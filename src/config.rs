//! Relay configuration loaded from environment variables.
//!
//! Follows 12-factor style: all settings come from environment variables
//! (or a `.env` file via `dotenvy`). Hosting platforms hand the listen port
//! over in `PORT`, so that is the primary knob.

use std::net::{IpAddr, SocketAddr};
use std::path::PathBuf;
use std::time::Duration;

use crate::error::RelayError;
use crate::service::ForwardingPolicy;

/// Port used when `PORT` is not set.
pub const DEFAULT_PORT: u16 = 8080;

/// Upper bound for `IDLE_TIMEOUT_SECS` (one week).
pub const MAX_IDLE_TIMEOUT_SECS: u64 = 7 * 24 * 60 * 60;

/// Top-level relay configuration.
///
/// Loaded once at startup via [`RelayConfig::from_env`].
#[derive(Debug, Clone)]
pub struct RelayConfig {
    /// Socket address to bind the HTTP server to (e.g. `0.0.0.0:8080`).
    pub listen_addr: SocketAddr,

    /// How non-join messages are forwarded.
    pub policy: ForwardingPolicy,

    /// Frames buffered per connection before sends to it are dropped.
    pub outbound_queue_capacity: usize,

    /// Close connections that send nothing for this long. `None` disables.
    pub idle_timeout: Option<Duration>,

    /// Directory served as the fallback route (the game page).
    pub static_dir: Option<PathBuf>,
}

impl Default for RelayConfig {
    fn default() -> Self {
        Self {
            listen_addr: SocketAddr::from(([0, 0, 0, 0], DEFAULT_PORT)),
            policy: ForwardingPolicy::RoomScoped,
            outbound_queue_capacity: 64,
            idle_timeout: None,
            static_dir: None,
        }
    }
}

impl RelayConfig {
    /// Loads configuration from environment variables.
    ///
    /// Calls `dotenvy::dotenv().ok()` to optionally load a `.env` file.
    ///
    /// # Errors
    ///
    /// Returns [`RelayError::Config`] if `PORT`, `BIND_HOST` or
    /// `RELAY_POLICY` is set to an unparsable value.
    pub fn from_env() -> Result<Self, RelayError> {
        dotenvy::dotenv().ok();
        Self::from_lookup(|key| std::env::var(key).ok())
    }

    /// Builds the configuration from an arbitrary key lookup.
    ///
    /// Missing keys fall back to defaults. Numeric tuning values that fail
    /// to parse also fall back; addresses and the policy do not.
    ///
    /// # Errors
    ///
    /// Returns [`RelayError::Config`] on an invalid port, host or policy.
    pub fn from_lookup<F>(lookup: F) -> Result<Self, RelayError>
    where
        F: Fn(&str) -> Option<String>,
    {
        let defaults = Self::default();

        let port = match lookup("PORT") {
            Some(raw) => raw
                .trim()
                .parse::<u16>()
                .map_err(|e| RelayError::Config(format!("invalid PORT {raw:?}: {e}")))?,
            None => DEFAULT_PORT,
        };
        let host = match lookup("BIND_HOST") {
            Some(raw) => raw
                .trim()
                .parse::<IpAddr>()
                .map_err(|e| RelayError::Config(format!("invalid BIND_HOST {raw:?}: {e}")))?,
            None => defaults.listen_addr.ip(),
        };
        let policy = match lookup("RELAY_POLICY") {
            Some(raw) => raw.trim().parse()?,
            None => defaults.policy,
        };

        let outbound_queue_capacity =
            parse_or(&lookup, "OUTBOUND_QUEUE_CAPACITY", defaults.outbound_queue_capacity).max(1);
        let idle_timeout = match parse_or(&lookup, "IDLE_TIMEOUT_SECS", 0u64) {
            0 => None,
            secs => Some(Duration::from_secs(secs.min(MAX_IDLE_TIMEOUT_SECS))),
        };
        let static_dir = lookup("STATIC_DIR")
            .filter(|v| !v.trim().is_empty())
            .map(PathBuf::from);

        Ok(Self {
            listen_addr: SocketAddr::new(host, port),
            policy,
            outbound_queue_capacity,
            idle_timeout,
            static_dir,
        })
    }
}

/// Parses `key` as `T`, returning `default` on missing or invalid values.
fn parse_or<F, T>(lookup: &F, key: &str, default: T) -> T
where
    F: Fn(&str) -> Option<String>,
    T: std::str::FromStr,
{
    lookup(key)
        .and_then(|v| v.trim().parse().ok())
        .unwrap_or(default)
}

#[cfg(test)]
#[allow(clippy::panic)]
mod tests {
    use std::collections::HashMap;

    use super::*;

    fn load(pairs: &[(&str, &str)]) -> Result<RelayConfig, RelayError> {
        let vars: HashMap<String, String> = pairs
            .iter()
            .map(|(k, v)| ((*k).to_string(), (*v).to_string()))
            .collect();
        RelayConfig::from_lookup(|key| vars.get(key).cloned())
    }

    #[test]
    fn empty_environment_uses_defaults() {
        let Ok(config) = load(&[]) else {
            panic!("defaults should load");
        };
        assert_eq!(config.listen_addr.port(), DEFAULT_PORT);
        assert_eq!(config.policy, ForwardingPolicy::RoomScoped);
        assert!(config.idle_timeout.is_none());
        assert!(config.static_dir.is_none());
    }

    #[test]
    fn port_and_host_are_combined() {
        let Ok(config) = load(&[("PORT", "9001"), ("BIND_HOST", "127.0.0.1")]) else {
            panic!("valid config");
        };
        assert_eq!(config.listen_addr, SocketAddr::from(([127, 0, 0, 1], 9001)));
    }

    #[test]
    fn invalid_port_is_an_error() {
        assert!(matches!(load(&[("PORT", "http")]), Err(RelayError::Config(_))));
    }

    #[test]
    fn broadcast_policy_and_tuning() {
        let Ok(config) = load(&[
            ("RELAY_POLICY", "broadcast"),
            ("OUTBOUND_QUEUE_CAPACITY", "0"),
            ("IDLE_TIMEOUT_SECS", "30"),
            ("STATIC_DIR", "./public"),
        ]) else {
            panic!("valid config");
        };
        assert_eq!(config.policy, ForwardingPolicy::Broadcast);
        assert_eq!(config.outbound_queue_capacity, 1);
        assert_eq!(config.idle_timeout, Some(Duration::from_secs(30)));
        assert_eq!(config.static_dir, Some(PathBuf::from("./public")));
    }

    #[test]
    fn huge_idle_timeout_is_clamped() {
        let max = u64::MAX.to_string();
        let Ok(config) = load(&[("IDLE_TIMEOUT_SECS", max.as_str())]) else {
            panic!("valid config");
        };
        assert_eq!(
            config.idle_timeout,
            Some(Duration::from_secs(MAX_IDLE_TIMEOUT_SECS))
        );
    }

    #[test]
    fn unknown_policy_is_an_error() {
        assert!(load(&[("RELAY_POLICY", "mesh")]).is_err());
    }
}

________

* [INSTRUCTIONS FOR THE TASK] Give every line of the material again, exactly.

* [YOUR RESPONSE]
filename src/config.rs
//! Relay configuration loaded from environment variables.
//!
//! Follows 12-factor style: all settings come from environment variables
//! (or a `.env` file via `dotenvy`). Hosting platforms hand the listen port
//! over in `PORT`, so that is the primary knob.

use std::net::{IpAddr, SocketAddr};
use std::path::PathBuf;
use std::time::Duration;

use crate::error::RelayError;
use crate::service::ForwardingPolicy;

/// Port used when `PORT` is not set.
pub const DEFAULT_PORT: u16 = 8080;

/// Upper bound for `IDLE_TIMEOUT_SECS` (one week).
pub const MAX_IDLE_TIMEOUT_SECS: u64 = 7 * 24 * 60 * 60;

/// Top-level relay configuration.
///
/// Loaded once at startup via [`RelayConfig::from_env`].
#[derive(Debug, Clone)]
pub struct RelayConfig {
    /// Socket address to bind the HTTP server to (e.g. `0.0.0.0:8080`).
    pub listen_addr: SocketAddr,

    /// How non-join messages are forwarded.
    pub policy: ForwardingPolicy,

    /// Frames buffered per connection before sends to it are dropped.
    pub outbound_queue_capacity: usize,

    /// Close connections that send nothing for this long. `None` disables.
    pub idle_timeout: Option<Duration>,

    /// Directory served as the fallback route (the game page).
    pub static_dir: Option<PathBuf>,
}

impl Default for RelayConfig {
    fn default() -> Self {
        Self {
            listen_addr: SocketAddr::from(([0, 0, 0, 0], DEFAULT_PORT)),
            policy: ForwardingPolicy::RoomScoped,
            outbound_queue_capacity: 64,
            idle_timeout: None,
            static_dir: None,
        }
    }
}

impl RelayConfig {
    /// Loads configuration from environment variables.
    ///
    /// Calls `dotenvy::dotenv().ok()` to optionally load a `.env` file.
    ///
    /// # Errors
    ///
    /// Returns [`RelayError::Config`] if `PORT`, `BIND_HOST` or
    /// `RELAY_POLICY` is set to an unparsable value.
    pub fn from_env() -> Result<Self, RelayError> {
        dotenvy::dotenv().ok();
        Self::from_lookup(|key| std::env::var(key).ok())
    }

    /// Builds the configuration from an arbitrary key lookup.
    ///
    /// Missing keys fall back to defaults. Numeric tuning values that fail
    /// to parse also fall back; addresses and the policy do not.
    ///
    /// # Errors
    ///
    /// Returns [`RelayError::Config`] on an invalid port, host or policy.
    pub fn from_lookup<F>(lookup: F) -> Result<Self, RelayError>
    where
        F: Fn(&str) -> Option<String>,
    {
        let defaults = Self::default();

        let port = match lookup("PORT") {
            Some(raw) => raw
                .trim()
                .parse::<u16>()
                .map_err(|e| RelayError::Config(format!("invalid PORT {raw:?}: {e}")))?,
            None => DEFAULT_PORT,
        };
        let host = match lookup("BIND_HOST") {
            Some(raw) => raw
                .trim()
                .parse::<IpAddr>()
                .map_err(|e| RelayError::Config(format!("invalid BIND_HOST {raw:?}: {e}")))?,
            None => defaults.listen_addr.ip(),
        };
        let policy = match lookup("RELAY_POLICY") {
            Some(raw) => raw.trim().parse()?,
            None => defaults.policy,
        };

        let outbound_queue_capacity =
            parse_or(&lookup, "OUTBOUND_QUEUE_CAPACITY", defaults.outbound_queue_capacity).max(1);
        let idle_timeout = match parse_or(&lookup, "IDLE_TIMEOUT_SECS", 0u64) {
            0 => None,
            secs => Some(Duration::from_secs(secs.min(MAX_IDLE_TIMEOUT_SECS))),
        };
        let static_dir = lookup("STATIC_DIR")
            .filter(|v| !v.trim().is_empty())
            .map(PathBuf::from);

        Ok(Self {
            listen_addr: SocketAddr::new(host, port),
            policy,
            outbound_queue_capacity,
            idle_timeout,
            static_dir,
        })
    }
}

/// Parses `key` as `T`, returning `default` on missing or invalid values.
fn parse_or<F, T>(lookup: &F, key: &str, default: T) -> T
where
    F: Fn(&str) -> Option<String>,
    T: std::str::FromStr,
{
    lookup(key)
        .and_then(|v| v.trim().parse().ok())
        .unwrap_or(default)
}

#[cfg(test)]
#[allow(clippy::panic)]
mod tests {
    use std::collections::HashMap;

    use super::*;

    fn load(pairs: &[(&str, &str)]) -> Result<RelayConfig, RelayError> {
        let vars: HashMap<String, String> = pairs
            .iter()
            .map(|(k, v)| ((*k).to_string(), (*v).to_string()))
            .collect();
        RelayConfig::from_lookup(|key| vars.get(key).cloned())
    }

    #[test]
    fn empty_environment_uses_defaults() {
        let Ok(config) = load(&[]) else {
            panic!("defaults should load");
        };
        assert_eq!(config.listen_addr.port(), DEFAULT_PORT);
        assert_eq!(config.policy, ForwardingPolicy::RoomScoped);
        assert!(config.idle_timeout.is_none());
        assert!(config.static_dir.is_none());
    }

    #[test]
    fn port_and_host_are_combined() {
        let Ok(config) = load(&[("PORT", "9001"), ("BIND_HOST", "127.0.0.1")]) else {
            panic!("valid config");
        };
        assert_eq!(config.listen_addr, SocketAddr::from(([127, 0, 0, 1], 9001)));
    }

    #[test]
    fn invalid_port_is_an_error() {
        assert!(matches!(load(&[("PORT", "http")]), Err(RelayError::Config(_))));
    }

    #[test]
    fn broadcast_policy_and_tuning() {
        let Ok(config) = load(&[
            ("RELAY_POLICY", "broadcast"),
            ("OUTBOUND_QUEUE_CAPACITY", "0"),
            ("IDLE_TIMEOUT_SECS", "30"),
            ("STATIC_DIR", "./public"),
        ]) else {
            panic!("valid config");
        };
        assert_eq!(config.policy, ForwardingPolicy::Broadcast);
        assert_eq!(config.outbound_queue_capacity, 1);
        assert_eq!(config.idle_timeout, Some(Duration::from_secs(30)));
        assert_eq!(config.static_dir, Some(PathBuf::from("./public")));
    }

    #[test]
    fn huge_idle_timeout_is_clamped() {
        let max = u64::MAX.to_string();
        let Ok(config) = load(&[("IDLE_TIMEOUT_SECS", max.as_str())]) else {
            panic!("valid config");
        };
        assert_eq!(
            config.idle_timeout,
            Some(Duration::from_secs(MAX_IDLE_TIMEOUT_SECS))
        );
    }

    #[test]
    fn unknown_policy_is_an_error() {
        assert!(load(&[("RELAY_POLICY", "mesh")]).is_err());
    }
}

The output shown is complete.